→ Material for this exercise
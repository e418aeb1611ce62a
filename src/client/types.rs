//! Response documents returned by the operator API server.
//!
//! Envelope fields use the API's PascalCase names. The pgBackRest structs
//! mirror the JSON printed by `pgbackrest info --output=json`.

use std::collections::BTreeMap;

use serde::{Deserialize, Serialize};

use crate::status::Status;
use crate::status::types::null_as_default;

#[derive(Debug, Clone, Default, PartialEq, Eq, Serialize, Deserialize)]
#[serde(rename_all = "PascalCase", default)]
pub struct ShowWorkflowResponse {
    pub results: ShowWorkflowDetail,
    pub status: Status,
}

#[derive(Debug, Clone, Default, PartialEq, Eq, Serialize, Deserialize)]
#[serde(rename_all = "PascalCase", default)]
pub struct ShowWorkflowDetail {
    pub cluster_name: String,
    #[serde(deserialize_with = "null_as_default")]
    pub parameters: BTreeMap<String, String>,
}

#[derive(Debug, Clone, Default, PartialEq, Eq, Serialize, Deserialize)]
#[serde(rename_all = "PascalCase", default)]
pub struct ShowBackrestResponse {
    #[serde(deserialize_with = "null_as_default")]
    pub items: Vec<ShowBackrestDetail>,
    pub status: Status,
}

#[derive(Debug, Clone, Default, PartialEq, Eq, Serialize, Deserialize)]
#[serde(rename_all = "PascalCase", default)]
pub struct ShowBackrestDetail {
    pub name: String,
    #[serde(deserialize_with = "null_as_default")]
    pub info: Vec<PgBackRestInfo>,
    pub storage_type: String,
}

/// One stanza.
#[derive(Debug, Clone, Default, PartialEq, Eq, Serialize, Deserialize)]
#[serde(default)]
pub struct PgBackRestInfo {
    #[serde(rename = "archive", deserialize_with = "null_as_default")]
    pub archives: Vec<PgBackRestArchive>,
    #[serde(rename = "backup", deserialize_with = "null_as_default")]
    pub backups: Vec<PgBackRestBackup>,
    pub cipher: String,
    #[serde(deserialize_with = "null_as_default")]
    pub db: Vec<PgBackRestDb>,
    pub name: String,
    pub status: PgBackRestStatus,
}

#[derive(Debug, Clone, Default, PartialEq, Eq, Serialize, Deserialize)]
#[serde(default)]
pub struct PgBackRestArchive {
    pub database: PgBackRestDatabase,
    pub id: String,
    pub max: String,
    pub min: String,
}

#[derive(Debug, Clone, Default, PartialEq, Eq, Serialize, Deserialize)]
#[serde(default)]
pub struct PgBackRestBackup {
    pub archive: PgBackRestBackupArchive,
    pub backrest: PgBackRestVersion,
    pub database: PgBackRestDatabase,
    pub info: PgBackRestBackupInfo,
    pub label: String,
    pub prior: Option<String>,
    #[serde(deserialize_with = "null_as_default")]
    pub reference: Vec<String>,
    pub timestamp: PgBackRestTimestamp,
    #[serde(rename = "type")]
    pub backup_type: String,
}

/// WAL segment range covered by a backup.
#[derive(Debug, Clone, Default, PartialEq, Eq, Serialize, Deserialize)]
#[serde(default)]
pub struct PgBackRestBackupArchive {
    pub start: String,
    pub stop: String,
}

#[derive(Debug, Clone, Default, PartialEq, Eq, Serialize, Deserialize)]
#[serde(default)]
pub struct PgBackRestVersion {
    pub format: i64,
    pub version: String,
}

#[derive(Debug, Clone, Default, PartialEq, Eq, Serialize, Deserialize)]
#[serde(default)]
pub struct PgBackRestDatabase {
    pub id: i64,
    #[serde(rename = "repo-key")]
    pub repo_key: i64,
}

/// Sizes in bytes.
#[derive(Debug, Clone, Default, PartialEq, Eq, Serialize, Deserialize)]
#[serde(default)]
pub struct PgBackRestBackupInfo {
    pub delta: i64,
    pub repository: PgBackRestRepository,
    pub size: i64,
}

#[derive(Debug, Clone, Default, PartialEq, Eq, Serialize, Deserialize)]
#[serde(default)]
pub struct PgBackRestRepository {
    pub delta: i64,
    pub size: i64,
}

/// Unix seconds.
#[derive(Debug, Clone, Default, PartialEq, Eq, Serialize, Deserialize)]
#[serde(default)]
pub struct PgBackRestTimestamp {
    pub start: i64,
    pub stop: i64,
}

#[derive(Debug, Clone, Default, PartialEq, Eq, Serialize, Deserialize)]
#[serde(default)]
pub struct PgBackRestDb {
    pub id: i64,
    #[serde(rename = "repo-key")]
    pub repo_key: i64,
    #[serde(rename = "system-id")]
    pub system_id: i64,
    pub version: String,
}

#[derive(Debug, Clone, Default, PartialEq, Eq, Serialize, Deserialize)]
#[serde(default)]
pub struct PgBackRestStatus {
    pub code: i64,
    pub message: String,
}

--

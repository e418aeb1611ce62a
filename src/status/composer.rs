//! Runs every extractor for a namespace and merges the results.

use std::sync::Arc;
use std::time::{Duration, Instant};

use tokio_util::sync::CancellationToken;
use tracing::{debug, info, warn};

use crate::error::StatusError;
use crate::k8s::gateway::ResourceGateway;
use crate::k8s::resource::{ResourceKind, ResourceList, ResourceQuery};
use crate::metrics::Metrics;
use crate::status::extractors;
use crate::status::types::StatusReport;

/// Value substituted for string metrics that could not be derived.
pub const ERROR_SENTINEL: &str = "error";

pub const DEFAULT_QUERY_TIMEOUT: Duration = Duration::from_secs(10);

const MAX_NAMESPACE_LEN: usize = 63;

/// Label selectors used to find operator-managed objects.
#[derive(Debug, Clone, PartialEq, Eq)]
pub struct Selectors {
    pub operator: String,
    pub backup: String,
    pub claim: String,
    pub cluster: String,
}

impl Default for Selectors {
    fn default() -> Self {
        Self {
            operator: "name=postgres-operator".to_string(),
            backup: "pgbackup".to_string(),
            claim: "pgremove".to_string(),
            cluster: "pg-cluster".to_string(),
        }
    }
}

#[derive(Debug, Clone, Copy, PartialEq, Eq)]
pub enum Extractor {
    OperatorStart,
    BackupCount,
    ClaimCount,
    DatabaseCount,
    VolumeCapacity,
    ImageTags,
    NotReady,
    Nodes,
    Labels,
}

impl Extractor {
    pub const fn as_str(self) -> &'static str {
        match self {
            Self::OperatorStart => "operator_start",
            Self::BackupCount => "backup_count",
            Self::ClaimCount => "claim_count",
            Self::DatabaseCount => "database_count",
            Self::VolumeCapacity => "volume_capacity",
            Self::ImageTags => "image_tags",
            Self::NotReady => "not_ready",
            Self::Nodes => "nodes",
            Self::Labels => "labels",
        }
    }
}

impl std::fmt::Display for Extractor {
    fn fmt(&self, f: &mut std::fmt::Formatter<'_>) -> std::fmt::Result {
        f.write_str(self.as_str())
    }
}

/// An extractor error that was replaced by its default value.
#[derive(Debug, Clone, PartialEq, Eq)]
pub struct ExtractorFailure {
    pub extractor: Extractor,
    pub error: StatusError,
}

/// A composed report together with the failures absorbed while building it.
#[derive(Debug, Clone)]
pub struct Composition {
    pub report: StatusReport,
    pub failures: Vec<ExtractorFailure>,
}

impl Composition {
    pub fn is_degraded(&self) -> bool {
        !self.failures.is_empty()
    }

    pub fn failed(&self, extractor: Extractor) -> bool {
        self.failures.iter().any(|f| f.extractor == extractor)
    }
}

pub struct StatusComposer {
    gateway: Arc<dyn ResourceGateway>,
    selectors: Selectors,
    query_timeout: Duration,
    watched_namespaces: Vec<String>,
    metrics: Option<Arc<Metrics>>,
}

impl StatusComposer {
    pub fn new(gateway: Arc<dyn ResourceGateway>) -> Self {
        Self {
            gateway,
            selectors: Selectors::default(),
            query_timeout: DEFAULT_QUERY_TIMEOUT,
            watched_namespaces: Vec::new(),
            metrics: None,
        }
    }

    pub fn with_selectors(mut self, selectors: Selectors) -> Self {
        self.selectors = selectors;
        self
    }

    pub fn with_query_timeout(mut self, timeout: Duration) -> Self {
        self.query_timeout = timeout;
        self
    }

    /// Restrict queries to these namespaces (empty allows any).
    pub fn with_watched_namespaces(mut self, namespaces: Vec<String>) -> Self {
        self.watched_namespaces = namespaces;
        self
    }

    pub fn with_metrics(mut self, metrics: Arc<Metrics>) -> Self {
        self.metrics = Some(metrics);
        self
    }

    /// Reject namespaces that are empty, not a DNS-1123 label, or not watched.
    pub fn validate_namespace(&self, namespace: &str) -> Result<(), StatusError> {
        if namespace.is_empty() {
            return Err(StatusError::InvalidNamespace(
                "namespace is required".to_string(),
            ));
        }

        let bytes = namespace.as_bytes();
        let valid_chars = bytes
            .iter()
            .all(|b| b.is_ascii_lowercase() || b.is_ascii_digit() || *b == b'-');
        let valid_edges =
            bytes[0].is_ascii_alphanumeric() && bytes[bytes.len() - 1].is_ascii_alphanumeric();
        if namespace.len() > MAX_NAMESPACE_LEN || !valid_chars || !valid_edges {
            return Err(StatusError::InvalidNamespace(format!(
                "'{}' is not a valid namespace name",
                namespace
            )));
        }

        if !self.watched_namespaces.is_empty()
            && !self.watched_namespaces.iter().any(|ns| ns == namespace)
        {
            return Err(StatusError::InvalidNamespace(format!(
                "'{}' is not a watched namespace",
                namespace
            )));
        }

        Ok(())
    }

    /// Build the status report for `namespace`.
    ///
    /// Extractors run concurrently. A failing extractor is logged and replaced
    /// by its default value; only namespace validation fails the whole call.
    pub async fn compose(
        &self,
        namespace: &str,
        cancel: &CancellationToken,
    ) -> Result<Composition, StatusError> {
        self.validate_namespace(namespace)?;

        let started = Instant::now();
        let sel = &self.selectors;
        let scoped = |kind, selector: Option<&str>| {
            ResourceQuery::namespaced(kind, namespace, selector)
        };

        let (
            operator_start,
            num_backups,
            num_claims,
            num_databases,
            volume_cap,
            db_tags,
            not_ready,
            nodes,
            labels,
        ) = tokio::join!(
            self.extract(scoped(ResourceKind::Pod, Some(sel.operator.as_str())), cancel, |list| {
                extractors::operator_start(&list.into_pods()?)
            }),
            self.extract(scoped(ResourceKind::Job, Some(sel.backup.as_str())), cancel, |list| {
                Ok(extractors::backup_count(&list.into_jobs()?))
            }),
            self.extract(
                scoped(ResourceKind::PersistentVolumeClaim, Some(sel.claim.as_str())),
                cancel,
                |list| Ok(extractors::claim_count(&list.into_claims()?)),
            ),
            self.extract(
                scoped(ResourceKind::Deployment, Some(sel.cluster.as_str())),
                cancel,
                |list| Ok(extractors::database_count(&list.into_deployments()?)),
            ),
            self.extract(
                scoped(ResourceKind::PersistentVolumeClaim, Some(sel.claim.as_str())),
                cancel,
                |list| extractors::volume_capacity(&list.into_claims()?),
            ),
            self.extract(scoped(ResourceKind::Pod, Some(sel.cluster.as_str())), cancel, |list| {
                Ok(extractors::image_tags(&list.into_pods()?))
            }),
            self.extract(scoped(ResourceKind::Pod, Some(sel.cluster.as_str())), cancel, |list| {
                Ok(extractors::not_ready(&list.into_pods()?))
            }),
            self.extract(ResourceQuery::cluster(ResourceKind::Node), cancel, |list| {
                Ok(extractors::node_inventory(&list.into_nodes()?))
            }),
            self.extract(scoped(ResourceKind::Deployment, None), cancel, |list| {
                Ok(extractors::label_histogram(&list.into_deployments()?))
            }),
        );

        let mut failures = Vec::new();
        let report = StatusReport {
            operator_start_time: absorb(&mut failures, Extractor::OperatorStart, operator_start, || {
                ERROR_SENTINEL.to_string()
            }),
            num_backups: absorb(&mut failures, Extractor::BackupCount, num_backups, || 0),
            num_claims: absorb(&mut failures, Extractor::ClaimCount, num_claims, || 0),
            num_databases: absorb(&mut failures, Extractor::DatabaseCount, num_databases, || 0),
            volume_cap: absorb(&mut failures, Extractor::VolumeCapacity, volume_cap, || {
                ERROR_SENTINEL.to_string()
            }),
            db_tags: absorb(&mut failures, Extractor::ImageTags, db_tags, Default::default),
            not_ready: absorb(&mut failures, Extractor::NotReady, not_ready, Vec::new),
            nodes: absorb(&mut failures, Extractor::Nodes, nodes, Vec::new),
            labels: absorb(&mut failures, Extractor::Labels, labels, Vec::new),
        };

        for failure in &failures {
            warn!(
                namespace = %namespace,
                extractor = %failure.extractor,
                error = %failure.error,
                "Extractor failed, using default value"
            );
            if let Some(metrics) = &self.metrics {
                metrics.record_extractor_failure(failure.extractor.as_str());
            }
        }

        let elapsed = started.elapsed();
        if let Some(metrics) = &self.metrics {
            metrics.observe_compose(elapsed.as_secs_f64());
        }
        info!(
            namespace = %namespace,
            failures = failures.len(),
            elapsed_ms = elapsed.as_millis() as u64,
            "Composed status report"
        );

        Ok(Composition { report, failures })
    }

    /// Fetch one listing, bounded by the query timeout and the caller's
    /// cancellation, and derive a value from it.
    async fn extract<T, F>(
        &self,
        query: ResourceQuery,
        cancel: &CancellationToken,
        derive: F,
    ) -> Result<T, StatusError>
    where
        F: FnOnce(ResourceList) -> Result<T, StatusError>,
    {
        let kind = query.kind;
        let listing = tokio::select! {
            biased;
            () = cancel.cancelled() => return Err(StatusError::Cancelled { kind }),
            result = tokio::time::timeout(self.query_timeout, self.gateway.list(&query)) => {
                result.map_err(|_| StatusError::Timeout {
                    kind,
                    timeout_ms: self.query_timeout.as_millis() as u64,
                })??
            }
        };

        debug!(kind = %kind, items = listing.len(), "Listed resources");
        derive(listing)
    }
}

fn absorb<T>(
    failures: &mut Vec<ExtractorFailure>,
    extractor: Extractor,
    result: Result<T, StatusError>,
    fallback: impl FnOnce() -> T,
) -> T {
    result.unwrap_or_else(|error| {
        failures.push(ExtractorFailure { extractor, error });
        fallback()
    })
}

→ Problem
Look through the material and copy each line that has "BTreeMap".

→ Task result
use std::collections::BTreeMap;
    pub parameters: BTreeMap<String, String>,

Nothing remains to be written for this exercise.